§ TASK BRIEF
Pull each line containing "push" out of the listing below.

§

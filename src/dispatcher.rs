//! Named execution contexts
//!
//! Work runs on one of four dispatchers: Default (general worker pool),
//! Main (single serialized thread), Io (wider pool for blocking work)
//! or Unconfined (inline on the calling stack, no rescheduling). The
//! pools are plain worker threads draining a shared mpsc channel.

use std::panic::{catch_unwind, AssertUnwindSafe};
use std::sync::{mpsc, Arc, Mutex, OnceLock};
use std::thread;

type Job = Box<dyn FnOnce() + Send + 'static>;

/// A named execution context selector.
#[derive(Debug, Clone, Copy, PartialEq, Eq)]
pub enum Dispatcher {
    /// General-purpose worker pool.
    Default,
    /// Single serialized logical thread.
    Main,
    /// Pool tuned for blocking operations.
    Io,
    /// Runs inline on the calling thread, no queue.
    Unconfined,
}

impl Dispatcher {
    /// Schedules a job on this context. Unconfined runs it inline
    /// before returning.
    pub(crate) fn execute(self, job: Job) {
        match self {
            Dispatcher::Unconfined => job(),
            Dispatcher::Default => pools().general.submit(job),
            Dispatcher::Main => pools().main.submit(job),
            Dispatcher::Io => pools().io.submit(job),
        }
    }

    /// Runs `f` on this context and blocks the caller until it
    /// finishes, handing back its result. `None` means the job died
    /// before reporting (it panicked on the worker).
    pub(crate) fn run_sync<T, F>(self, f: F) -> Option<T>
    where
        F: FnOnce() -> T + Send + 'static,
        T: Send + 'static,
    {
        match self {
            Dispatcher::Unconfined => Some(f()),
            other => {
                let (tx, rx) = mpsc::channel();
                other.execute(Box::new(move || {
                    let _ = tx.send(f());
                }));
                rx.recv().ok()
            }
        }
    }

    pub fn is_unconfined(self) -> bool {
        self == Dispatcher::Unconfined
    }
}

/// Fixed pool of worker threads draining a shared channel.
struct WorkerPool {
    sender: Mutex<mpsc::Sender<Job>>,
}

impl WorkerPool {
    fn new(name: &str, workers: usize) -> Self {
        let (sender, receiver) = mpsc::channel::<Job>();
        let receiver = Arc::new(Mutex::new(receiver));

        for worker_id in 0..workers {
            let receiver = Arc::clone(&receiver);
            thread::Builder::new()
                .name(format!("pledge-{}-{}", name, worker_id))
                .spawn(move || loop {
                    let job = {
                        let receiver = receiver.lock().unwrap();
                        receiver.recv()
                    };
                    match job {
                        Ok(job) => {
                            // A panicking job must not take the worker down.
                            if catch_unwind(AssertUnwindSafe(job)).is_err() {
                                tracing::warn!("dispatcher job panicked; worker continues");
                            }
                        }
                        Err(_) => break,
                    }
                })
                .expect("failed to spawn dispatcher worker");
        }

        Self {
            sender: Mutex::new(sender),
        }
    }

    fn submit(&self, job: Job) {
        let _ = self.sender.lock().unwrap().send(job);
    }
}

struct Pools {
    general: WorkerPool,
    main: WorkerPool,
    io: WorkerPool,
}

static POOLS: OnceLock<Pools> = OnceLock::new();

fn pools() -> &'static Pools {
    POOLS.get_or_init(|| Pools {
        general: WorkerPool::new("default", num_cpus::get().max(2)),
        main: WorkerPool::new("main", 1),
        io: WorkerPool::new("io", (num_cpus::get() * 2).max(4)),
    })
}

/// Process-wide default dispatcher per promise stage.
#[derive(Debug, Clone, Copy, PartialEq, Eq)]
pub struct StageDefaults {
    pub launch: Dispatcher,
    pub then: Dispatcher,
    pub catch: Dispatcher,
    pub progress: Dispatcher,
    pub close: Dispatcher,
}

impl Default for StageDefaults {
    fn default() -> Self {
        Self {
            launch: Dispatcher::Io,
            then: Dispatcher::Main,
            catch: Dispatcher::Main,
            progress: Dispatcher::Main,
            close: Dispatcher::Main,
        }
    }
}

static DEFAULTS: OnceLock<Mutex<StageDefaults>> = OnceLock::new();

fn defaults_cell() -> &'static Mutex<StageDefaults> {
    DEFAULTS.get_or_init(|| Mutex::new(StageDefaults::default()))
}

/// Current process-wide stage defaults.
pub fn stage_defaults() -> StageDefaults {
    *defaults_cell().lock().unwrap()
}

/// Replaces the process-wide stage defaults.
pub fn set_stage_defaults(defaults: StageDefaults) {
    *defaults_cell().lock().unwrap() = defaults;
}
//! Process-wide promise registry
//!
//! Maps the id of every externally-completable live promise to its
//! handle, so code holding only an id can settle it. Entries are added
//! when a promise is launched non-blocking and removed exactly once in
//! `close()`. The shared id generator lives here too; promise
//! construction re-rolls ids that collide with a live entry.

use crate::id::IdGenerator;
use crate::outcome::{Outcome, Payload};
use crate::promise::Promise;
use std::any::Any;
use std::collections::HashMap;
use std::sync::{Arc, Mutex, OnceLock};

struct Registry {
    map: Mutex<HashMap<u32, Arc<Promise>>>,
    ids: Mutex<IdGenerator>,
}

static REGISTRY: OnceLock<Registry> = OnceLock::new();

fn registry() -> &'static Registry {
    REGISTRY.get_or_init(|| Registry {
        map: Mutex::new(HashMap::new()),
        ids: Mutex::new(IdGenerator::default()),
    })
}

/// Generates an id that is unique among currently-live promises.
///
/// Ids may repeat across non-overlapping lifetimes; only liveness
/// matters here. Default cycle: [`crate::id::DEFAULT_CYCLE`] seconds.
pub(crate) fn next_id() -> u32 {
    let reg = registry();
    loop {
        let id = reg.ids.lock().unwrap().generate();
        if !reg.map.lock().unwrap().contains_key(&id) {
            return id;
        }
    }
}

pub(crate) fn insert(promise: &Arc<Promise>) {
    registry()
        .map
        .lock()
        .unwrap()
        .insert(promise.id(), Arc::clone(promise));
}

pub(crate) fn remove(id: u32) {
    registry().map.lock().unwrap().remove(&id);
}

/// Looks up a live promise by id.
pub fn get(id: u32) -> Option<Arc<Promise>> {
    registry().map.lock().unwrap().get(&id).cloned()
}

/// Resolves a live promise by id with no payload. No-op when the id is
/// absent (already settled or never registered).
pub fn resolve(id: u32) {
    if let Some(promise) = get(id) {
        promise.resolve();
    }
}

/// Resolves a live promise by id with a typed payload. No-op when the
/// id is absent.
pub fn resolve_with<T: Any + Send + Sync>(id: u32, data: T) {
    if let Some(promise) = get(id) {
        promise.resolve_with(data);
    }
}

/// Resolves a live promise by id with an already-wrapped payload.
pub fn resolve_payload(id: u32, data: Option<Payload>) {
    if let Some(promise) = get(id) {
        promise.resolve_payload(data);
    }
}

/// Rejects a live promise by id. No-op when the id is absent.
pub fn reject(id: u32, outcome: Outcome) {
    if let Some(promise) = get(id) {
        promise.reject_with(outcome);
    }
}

§

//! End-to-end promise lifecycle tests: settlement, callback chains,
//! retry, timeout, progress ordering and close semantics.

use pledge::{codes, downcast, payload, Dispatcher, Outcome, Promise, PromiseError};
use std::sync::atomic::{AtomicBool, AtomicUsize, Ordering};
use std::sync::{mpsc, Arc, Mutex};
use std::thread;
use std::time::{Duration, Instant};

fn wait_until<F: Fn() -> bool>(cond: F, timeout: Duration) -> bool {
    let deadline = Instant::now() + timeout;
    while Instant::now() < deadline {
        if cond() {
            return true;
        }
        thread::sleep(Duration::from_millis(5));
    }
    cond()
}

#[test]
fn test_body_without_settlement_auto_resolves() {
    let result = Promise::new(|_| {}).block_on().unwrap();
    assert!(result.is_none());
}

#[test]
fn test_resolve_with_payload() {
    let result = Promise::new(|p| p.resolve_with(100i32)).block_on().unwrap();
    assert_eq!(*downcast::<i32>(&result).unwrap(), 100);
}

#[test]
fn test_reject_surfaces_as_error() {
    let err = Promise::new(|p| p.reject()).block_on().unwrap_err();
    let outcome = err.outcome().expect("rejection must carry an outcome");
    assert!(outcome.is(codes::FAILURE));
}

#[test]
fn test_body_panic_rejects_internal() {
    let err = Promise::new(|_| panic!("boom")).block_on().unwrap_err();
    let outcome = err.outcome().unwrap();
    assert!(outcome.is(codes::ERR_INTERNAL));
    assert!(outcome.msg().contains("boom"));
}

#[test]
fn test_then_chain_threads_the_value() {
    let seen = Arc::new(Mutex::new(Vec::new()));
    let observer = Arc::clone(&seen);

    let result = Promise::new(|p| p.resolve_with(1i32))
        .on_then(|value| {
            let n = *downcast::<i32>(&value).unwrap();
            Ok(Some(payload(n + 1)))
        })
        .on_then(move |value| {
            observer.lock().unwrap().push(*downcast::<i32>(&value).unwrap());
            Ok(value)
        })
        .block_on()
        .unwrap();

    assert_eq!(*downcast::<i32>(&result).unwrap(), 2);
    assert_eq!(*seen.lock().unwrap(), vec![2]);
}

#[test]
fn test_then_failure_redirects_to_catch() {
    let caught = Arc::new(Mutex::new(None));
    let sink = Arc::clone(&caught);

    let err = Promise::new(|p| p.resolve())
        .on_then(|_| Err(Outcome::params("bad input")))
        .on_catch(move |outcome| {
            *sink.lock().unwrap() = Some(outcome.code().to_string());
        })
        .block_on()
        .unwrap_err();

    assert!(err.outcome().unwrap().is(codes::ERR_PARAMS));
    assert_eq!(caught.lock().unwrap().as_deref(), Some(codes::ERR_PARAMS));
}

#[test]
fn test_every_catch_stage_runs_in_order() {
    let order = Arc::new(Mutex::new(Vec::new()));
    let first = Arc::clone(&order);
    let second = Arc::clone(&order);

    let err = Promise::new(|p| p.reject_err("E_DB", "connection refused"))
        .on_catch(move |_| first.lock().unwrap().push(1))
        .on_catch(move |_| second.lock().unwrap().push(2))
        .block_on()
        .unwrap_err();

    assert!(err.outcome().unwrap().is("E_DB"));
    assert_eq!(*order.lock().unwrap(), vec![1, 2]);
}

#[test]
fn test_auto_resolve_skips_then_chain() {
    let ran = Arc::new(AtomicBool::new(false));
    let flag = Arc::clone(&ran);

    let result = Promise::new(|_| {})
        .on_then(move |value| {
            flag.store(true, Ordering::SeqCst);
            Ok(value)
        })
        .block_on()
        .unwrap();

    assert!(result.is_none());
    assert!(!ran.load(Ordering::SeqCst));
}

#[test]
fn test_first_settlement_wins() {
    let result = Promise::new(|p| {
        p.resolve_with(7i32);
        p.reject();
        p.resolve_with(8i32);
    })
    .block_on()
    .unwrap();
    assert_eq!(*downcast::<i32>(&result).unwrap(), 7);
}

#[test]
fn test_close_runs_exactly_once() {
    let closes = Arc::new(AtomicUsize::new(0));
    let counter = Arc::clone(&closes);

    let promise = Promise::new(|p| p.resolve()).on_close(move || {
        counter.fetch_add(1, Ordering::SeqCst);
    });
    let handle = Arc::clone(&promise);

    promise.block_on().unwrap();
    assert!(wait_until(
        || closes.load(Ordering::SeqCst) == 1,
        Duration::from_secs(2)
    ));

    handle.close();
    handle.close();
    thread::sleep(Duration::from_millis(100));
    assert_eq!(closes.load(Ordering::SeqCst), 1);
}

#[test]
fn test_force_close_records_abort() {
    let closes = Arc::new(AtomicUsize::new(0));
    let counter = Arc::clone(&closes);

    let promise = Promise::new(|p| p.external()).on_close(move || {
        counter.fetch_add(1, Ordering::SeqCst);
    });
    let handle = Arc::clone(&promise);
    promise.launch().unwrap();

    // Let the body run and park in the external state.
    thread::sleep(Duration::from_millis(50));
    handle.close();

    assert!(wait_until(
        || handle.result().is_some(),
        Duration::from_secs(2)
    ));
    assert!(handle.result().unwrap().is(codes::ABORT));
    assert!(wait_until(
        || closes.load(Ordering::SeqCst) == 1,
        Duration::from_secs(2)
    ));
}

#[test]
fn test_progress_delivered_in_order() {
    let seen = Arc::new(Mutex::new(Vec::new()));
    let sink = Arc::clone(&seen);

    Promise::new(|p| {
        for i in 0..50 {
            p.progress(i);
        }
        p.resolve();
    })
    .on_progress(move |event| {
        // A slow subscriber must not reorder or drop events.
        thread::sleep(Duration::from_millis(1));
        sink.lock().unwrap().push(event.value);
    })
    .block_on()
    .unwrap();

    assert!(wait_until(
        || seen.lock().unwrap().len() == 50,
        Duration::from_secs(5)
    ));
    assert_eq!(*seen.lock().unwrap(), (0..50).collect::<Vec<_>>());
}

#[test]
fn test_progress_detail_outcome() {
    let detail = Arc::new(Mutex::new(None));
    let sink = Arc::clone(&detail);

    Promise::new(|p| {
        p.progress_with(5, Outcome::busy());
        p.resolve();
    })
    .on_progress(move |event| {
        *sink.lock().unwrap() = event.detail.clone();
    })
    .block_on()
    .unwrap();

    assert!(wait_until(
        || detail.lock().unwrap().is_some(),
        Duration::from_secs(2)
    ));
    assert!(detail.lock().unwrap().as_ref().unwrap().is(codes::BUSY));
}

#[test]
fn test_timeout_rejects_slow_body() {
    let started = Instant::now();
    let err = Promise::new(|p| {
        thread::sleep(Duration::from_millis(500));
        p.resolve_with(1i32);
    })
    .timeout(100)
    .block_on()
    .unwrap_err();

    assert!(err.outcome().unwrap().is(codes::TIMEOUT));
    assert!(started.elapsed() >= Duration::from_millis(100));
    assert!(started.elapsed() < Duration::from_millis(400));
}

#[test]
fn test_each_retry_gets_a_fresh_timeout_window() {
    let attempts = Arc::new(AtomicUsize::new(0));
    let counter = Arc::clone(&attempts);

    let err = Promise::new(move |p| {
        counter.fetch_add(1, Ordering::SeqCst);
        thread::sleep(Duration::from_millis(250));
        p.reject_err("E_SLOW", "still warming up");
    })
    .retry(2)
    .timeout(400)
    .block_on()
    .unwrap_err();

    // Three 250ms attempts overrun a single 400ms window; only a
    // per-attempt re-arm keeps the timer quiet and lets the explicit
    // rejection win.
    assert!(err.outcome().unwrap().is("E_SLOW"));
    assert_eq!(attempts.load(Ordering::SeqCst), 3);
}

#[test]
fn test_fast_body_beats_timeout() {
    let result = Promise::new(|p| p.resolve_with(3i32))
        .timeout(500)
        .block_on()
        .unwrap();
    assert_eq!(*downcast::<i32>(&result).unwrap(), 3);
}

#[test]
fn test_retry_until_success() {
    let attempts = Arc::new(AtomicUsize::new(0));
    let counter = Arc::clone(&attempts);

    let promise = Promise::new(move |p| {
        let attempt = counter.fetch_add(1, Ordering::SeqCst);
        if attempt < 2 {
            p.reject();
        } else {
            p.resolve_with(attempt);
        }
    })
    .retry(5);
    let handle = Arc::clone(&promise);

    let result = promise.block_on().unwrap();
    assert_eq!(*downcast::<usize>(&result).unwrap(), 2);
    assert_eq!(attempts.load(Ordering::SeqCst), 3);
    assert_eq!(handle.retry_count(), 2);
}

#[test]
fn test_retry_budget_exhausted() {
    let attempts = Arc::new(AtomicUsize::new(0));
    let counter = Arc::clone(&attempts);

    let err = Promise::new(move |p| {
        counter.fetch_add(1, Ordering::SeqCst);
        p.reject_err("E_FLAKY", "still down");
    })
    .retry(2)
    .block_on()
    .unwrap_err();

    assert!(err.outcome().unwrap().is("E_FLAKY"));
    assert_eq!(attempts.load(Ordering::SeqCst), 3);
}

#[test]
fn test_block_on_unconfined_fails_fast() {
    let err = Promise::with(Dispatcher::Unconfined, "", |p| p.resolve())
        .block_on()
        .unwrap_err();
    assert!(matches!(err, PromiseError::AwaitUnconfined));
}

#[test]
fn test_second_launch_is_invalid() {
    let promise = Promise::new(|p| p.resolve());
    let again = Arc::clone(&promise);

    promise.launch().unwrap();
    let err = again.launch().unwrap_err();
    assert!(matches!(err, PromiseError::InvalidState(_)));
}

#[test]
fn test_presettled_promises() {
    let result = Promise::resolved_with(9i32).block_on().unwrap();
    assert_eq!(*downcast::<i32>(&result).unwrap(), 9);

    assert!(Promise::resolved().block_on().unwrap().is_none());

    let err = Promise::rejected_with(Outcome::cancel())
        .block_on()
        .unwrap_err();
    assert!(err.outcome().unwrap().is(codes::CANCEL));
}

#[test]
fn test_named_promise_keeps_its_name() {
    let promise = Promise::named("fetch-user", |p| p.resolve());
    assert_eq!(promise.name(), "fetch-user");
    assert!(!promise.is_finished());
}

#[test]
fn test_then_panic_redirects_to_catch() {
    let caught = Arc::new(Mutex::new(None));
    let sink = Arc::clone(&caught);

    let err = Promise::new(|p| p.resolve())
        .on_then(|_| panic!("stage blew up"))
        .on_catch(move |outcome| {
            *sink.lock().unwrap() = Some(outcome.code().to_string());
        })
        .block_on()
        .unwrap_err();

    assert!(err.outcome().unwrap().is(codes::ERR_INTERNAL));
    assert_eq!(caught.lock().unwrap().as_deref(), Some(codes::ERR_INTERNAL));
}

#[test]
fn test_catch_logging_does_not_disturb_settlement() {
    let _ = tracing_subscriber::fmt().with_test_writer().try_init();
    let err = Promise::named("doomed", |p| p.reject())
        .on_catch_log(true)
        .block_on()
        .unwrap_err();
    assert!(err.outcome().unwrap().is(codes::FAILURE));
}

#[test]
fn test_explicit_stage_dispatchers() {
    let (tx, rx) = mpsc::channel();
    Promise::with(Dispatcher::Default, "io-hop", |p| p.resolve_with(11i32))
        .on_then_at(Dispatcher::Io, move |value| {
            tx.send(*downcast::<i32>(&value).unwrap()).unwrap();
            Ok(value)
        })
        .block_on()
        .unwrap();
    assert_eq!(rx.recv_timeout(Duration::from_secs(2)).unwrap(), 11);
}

§

§ ANSWER SECTION
            observer.lock().unwrap().push(*downcast::<i32>(&value).unwrap());
        .on_catch(move |_| first.lock().unwrap().push(1))
        .on_catch(move |_| second.lock().unwrap().push(2))
        sink.lock().unwrap().push(event.value);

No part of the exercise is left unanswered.